*TASK ITEM*. Having read the records, set them all down exactly as they appear.

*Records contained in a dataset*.
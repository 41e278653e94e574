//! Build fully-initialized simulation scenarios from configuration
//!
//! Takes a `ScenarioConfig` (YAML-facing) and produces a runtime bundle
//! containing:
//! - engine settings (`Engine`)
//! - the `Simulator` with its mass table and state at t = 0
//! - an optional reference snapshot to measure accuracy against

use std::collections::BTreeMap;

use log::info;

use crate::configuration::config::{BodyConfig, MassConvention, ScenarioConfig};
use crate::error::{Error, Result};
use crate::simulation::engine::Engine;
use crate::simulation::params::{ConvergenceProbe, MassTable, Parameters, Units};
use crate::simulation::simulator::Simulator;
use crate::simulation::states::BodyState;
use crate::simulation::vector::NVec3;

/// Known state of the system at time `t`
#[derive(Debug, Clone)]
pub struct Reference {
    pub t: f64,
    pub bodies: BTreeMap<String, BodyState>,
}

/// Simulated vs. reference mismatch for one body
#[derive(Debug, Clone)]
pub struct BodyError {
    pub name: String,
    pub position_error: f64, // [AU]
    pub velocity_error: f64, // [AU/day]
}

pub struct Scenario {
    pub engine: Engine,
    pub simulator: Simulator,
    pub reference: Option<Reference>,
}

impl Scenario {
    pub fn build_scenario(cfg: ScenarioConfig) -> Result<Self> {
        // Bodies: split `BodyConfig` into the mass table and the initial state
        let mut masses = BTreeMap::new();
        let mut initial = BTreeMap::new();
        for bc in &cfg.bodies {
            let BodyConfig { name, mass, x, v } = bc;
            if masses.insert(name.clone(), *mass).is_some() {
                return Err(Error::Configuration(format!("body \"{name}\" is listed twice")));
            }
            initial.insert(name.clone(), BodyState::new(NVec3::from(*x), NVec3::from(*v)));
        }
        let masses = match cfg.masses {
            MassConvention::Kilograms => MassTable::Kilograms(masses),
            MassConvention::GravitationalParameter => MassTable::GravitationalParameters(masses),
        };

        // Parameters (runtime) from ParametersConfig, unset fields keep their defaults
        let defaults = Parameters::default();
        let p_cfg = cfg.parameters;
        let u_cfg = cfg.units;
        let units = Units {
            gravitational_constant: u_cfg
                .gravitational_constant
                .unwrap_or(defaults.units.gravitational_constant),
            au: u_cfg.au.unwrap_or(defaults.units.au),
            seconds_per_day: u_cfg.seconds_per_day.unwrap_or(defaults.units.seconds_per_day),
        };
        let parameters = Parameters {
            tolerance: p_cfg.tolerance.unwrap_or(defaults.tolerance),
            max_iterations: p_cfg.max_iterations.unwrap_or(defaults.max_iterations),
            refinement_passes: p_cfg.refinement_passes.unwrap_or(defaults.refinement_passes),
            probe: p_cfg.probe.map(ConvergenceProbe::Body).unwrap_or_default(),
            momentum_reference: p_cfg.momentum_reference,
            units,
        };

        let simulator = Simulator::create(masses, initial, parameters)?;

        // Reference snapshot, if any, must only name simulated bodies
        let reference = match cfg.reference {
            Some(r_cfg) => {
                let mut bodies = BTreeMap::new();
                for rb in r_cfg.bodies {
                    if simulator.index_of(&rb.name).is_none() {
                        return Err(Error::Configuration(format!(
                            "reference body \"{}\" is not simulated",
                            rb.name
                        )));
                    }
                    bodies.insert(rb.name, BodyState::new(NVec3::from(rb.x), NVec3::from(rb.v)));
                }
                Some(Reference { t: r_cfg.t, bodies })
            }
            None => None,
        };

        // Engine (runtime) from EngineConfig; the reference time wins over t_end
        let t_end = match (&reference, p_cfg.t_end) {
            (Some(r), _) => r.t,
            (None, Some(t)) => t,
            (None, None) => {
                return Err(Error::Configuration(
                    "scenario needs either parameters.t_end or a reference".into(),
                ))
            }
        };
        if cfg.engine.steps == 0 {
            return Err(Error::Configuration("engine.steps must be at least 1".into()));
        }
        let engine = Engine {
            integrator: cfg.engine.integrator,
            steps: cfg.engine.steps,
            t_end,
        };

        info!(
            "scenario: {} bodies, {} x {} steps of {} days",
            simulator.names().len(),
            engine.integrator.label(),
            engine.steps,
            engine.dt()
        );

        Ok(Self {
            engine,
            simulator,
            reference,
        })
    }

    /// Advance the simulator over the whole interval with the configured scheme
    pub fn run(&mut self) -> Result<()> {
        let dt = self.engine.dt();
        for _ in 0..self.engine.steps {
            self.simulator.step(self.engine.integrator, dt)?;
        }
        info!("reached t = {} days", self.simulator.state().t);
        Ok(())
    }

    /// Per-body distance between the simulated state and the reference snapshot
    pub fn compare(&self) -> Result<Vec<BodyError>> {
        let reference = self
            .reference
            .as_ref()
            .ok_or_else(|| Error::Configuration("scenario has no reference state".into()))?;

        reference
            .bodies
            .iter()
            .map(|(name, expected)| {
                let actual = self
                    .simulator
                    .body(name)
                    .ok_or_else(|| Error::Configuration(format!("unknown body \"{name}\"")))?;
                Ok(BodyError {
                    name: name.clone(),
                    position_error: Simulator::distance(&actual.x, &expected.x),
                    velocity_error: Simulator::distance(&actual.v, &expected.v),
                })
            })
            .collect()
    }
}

*WRITTEN ANSWER*.
repository 41e278653e94e574
//! Build fully-initialized simulation scenarios from configuration
//!
//! Takes a `ScenarioConfig` (YAML-facing) and produces a runtime bundle
//! containing:
//! - engine settings (`Engine`)
//! - the `Simulator` with its mass table and state at t = 0
//! - an optional reference snapshot to measure accuracy against

use std::collections::BTreeMap;

use log::info;

use crate::configuration::config::{BodyConfig, MassConvention, ScenarioConfig};
use crate::error::{Error, Result};
use crate::simulation::engine::Engine;
use crate::simulation::params::{ConvergenceProbe, MassTable, Parameters, Units};
use crate::simulation::simulator::Simulator;
use crate::simulation::states::BodyState;
use crate::simulation::vector::NVec3;

/// Known state of the system at time `t`
#[derive(Debug, Clone)]
pub struct Reference {
    pub t: f64,
    pub bodies: BTreeMap<String, BodyState>,
}

/// Simulated vs. reference mismatch for one body
#[derive(Debug, Clone)]
pub struct BodyError {
    pub name: String,
    pub position_error: f64, // [AU]
    pub velocity_error: f64, // [AU/day]
}

pub struct Scenario {
    pub engine: Engine,
    pub simulator: Simulator,
    pub reference: Option<Reference>,
}

impl Scenario {
    pub fn build_scenario(cfg: ScenarioConfig) -> Result<Self> {
        // Bodies: split `BodyConfig` into the mass table and the initial state
        let mut masses = BTreeMap::new();
        let mut initial = BTreeMap::new();
        for bc in &cfg.bodies {
            let BodyConfig { name, mass, x, v } = bc;
            if masses.insert(name.clone(), *mass).is_some() {
                return Err(Error::Configuration(format!("body \"{name}\" is listed twice")));
            }
            initial.insert(name.clone(), BodyState::new(NVec3::from(*x), NVec3::from(*v)));
        }
        let masses = match cfg.masses {
            MassConvention::Kilograms => MassTable::Kilograms(masses),
            MassConvention::GravitationalParameter => MassTable::GravitationalParameters(masses),
        };

        // Parameters (runtime) from ParametersConfig, unset fields keep their defaults
        let defaults = Parameters::default();
        let p_cfg = cfg.parameters;
        let u_cfg = cfg.units;
        let units = Units {
            gravitational_constant: u_cfg
                .gravitational_constant
                .unwrap_or(defaults.units.gravitational_constant),
            au: u_cfg.au.unwrap_or(defaults.units.au),
            seconds_per_day: u_cfg.seconds_per_day.unwrap_or(defaults.units.seconds_per_day),
        };
        let parameters = Parameters {
            tolerance: p_cfg.tolerance.unwrap_or(defaults.tolerance),
            max_iterations: p_cfg.max_iterations.unwrap_or(defaults.max_iterations),
            refinement_passes: p_cfg.refinement_passes.unwrap_or(defaults.refinement_passes),
            probe: p_cfg.probe.map(ConvergenceProbe::Body).unwrap_or_default(),
            momentum_reference: p_cfg.momentum_reference,
            units,
        };

        let simulator = Simulator::create(masses, initial, parameters)?;

        // Reference snapshot, if any, must only name simulated bodies
        let reference = match cfg.reference {
            Some(r_cfg) => {
                let mut bodies = BTreeMap::new();
                for rb in r_cfg.bodies {
                    if simulator.index_of(&rb.name).is_none() {
                        return Err(Error::Configuration(format!(
                            "reference body \"{}\" is not simulated",
                            rb.name
                        )));
                    }
                    bodies.insert(rb.name, BodyState::new(NVec3::from(rb.x), NVec3::from(rb.v)));
                }
                Some(Reference { t: r_cfg.t, bodies })
            }
            None => None,
        };

        // Engine (runtime) from EngineConfig; the reference time wins over t_end
        let t_end = match (&reference, p_cfg.t_end) {
            (Some(r), _) => r.t,
            (None, Some(t)) => t,
            (None, None) => {
                return Err(Error::Configuration(
                    "scenario needs either parameters.t_end or a reference".into(),
                ))
            }
        };
        if cfg.engine.steps == 0 {
            return Err(Error::Configuration("engine.steps must be at least 1".into()));
        }
        let engine = Engine {
            integrator: cfg.engine.integrator,
            steps: cfg.engine.steps,
            t_end,
        };

        info!(
            "scenario: {} bodies, {} x {} steps of {} days",
            simulator.names().len(),
            engine.integrator.label(),
            engine.steps,
            engine.dt()
        );

        Ok(Self {
            engine,
            simulator,
            reference,
        })
    }

    /// Advance the simulator over the whole interval with the configured scheme
    pub fn run(&mut self) -> Result<()> {
        let dt = self.engine.dt();
        for _ in 0..self.engine.steps {
            self.simulator.step(self.engine.integrator, dt)?;
        }
        info!("reached t = {} days", self.simulator.state().t);
        Ok(())
    }

    /// Per-body distance between the simulated state and the reference snapshot
    pub fn compare(&self) -> Result<Vec<BodyError>> {
        let reference = self
            .reference
            .as_ref()
            .ok_or_else(|| Error::Configuration("scenario has no reference state".into()))?;

        reference
            .bodies
            .iter()
            .map(|(name, expected)| {
                let actual = self
                    .simulator
                    .body(name)
                    .ok_or_else(|| Error::Configuration(format!("unknown body \"{name}\"")))?;
                Ok(BodyError {
                    name: name.clone(),
                    position_error: Simulator::distance(&actual.x, &expected.x),
                    velocity_error: Simulator::distance(&actual.v, &expected.v),
                })
            })
            .collect()
    }
}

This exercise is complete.